:: What the exercise asks ::
Copy every line of the following data that includes the string "filled".

[Stored data entries]
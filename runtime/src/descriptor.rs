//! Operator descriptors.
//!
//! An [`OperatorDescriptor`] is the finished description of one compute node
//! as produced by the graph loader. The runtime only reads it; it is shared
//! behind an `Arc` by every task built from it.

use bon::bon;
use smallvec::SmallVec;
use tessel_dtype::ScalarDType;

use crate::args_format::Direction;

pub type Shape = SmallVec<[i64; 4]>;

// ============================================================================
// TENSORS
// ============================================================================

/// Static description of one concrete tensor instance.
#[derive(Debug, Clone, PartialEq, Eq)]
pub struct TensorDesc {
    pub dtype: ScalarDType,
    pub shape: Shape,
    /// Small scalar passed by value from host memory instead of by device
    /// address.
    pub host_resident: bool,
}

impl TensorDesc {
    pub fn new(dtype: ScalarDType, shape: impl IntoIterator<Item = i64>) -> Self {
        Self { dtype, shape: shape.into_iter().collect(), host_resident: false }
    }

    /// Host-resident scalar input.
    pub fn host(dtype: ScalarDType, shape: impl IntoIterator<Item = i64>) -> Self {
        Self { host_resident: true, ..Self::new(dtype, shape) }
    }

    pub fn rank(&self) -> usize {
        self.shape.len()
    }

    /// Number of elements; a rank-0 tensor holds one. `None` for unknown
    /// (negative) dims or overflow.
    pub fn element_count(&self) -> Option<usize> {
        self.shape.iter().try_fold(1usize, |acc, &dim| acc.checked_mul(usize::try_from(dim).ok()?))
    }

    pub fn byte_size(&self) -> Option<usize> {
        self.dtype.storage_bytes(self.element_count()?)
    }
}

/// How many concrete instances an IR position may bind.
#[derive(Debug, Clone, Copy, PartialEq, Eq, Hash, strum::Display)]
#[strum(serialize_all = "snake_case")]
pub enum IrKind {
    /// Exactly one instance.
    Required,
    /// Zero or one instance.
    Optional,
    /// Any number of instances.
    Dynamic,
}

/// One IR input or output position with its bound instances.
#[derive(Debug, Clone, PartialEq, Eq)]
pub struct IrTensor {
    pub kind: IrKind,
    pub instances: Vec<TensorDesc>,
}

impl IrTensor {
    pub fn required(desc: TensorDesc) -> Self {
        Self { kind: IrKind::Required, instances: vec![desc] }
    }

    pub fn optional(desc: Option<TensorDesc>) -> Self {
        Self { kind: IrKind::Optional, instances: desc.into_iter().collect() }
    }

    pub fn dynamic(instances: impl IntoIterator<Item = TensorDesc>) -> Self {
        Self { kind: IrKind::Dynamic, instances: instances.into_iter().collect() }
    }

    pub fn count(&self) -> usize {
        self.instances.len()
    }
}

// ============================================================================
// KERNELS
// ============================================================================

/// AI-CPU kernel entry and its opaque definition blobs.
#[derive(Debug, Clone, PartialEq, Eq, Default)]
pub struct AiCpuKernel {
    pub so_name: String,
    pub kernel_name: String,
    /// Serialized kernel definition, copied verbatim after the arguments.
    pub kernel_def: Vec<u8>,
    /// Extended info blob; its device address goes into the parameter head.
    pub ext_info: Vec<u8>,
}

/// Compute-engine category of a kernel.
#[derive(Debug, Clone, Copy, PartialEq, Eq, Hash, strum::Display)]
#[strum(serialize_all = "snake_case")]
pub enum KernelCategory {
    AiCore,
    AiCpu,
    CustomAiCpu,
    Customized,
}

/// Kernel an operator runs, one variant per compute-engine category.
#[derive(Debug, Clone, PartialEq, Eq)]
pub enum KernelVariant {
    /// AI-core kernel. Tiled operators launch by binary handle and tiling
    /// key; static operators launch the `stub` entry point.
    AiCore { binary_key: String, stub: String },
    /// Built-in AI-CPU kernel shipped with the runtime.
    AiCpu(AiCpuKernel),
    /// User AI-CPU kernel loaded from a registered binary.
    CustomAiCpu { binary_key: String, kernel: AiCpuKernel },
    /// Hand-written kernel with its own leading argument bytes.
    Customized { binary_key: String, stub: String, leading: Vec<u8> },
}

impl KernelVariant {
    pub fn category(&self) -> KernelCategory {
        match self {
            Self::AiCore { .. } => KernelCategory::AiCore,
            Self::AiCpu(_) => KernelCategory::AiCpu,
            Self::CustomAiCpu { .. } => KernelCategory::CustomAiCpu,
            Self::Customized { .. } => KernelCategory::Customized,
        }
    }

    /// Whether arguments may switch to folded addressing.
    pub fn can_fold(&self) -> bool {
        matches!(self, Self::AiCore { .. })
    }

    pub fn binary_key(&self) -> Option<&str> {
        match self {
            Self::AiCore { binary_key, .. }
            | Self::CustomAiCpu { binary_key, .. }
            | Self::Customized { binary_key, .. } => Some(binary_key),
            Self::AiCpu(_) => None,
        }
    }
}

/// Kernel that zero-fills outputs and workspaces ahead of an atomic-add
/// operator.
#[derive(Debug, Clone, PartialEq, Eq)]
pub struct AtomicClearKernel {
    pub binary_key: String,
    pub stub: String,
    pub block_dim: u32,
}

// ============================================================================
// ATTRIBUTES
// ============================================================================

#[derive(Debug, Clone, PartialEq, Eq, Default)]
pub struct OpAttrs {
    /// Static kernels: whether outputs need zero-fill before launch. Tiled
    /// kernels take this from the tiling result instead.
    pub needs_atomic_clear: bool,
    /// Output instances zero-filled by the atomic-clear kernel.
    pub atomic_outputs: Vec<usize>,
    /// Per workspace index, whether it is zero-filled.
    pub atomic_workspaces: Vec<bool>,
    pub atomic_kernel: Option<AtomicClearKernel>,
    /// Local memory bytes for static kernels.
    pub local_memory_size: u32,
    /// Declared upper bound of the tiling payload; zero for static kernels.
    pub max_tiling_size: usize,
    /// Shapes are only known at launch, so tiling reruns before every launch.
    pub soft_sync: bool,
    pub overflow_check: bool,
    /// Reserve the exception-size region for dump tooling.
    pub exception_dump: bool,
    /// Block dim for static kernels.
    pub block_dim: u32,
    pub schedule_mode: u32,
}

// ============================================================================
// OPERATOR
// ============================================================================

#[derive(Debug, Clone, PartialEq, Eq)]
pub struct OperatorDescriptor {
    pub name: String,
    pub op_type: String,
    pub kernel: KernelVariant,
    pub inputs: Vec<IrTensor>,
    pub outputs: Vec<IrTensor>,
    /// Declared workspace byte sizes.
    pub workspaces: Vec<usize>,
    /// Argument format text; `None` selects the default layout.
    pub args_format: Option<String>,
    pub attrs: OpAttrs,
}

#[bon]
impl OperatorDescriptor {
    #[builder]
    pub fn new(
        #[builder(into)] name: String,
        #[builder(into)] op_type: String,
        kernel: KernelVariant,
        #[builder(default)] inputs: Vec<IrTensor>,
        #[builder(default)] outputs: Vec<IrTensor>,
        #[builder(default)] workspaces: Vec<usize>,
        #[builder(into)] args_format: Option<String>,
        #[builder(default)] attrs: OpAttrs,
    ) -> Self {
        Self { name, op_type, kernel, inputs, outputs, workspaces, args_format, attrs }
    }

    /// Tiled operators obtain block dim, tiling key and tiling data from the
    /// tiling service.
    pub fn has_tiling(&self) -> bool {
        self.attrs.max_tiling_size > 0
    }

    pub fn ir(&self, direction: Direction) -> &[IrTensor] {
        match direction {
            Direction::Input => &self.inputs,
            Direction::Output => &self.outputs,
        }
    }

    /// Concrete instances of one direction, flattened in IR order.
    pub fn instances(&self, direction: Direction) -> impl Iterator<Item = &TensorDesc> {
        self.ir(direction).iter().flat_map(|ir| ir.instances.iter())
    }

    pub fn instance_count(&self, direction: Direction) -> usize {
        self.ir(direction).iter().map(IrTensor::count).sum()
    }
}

:: Solution below ::
    /// Output instances zero-filled by the atomic-clear kernel.
    /// Per workspace index, whether it is zero-filled.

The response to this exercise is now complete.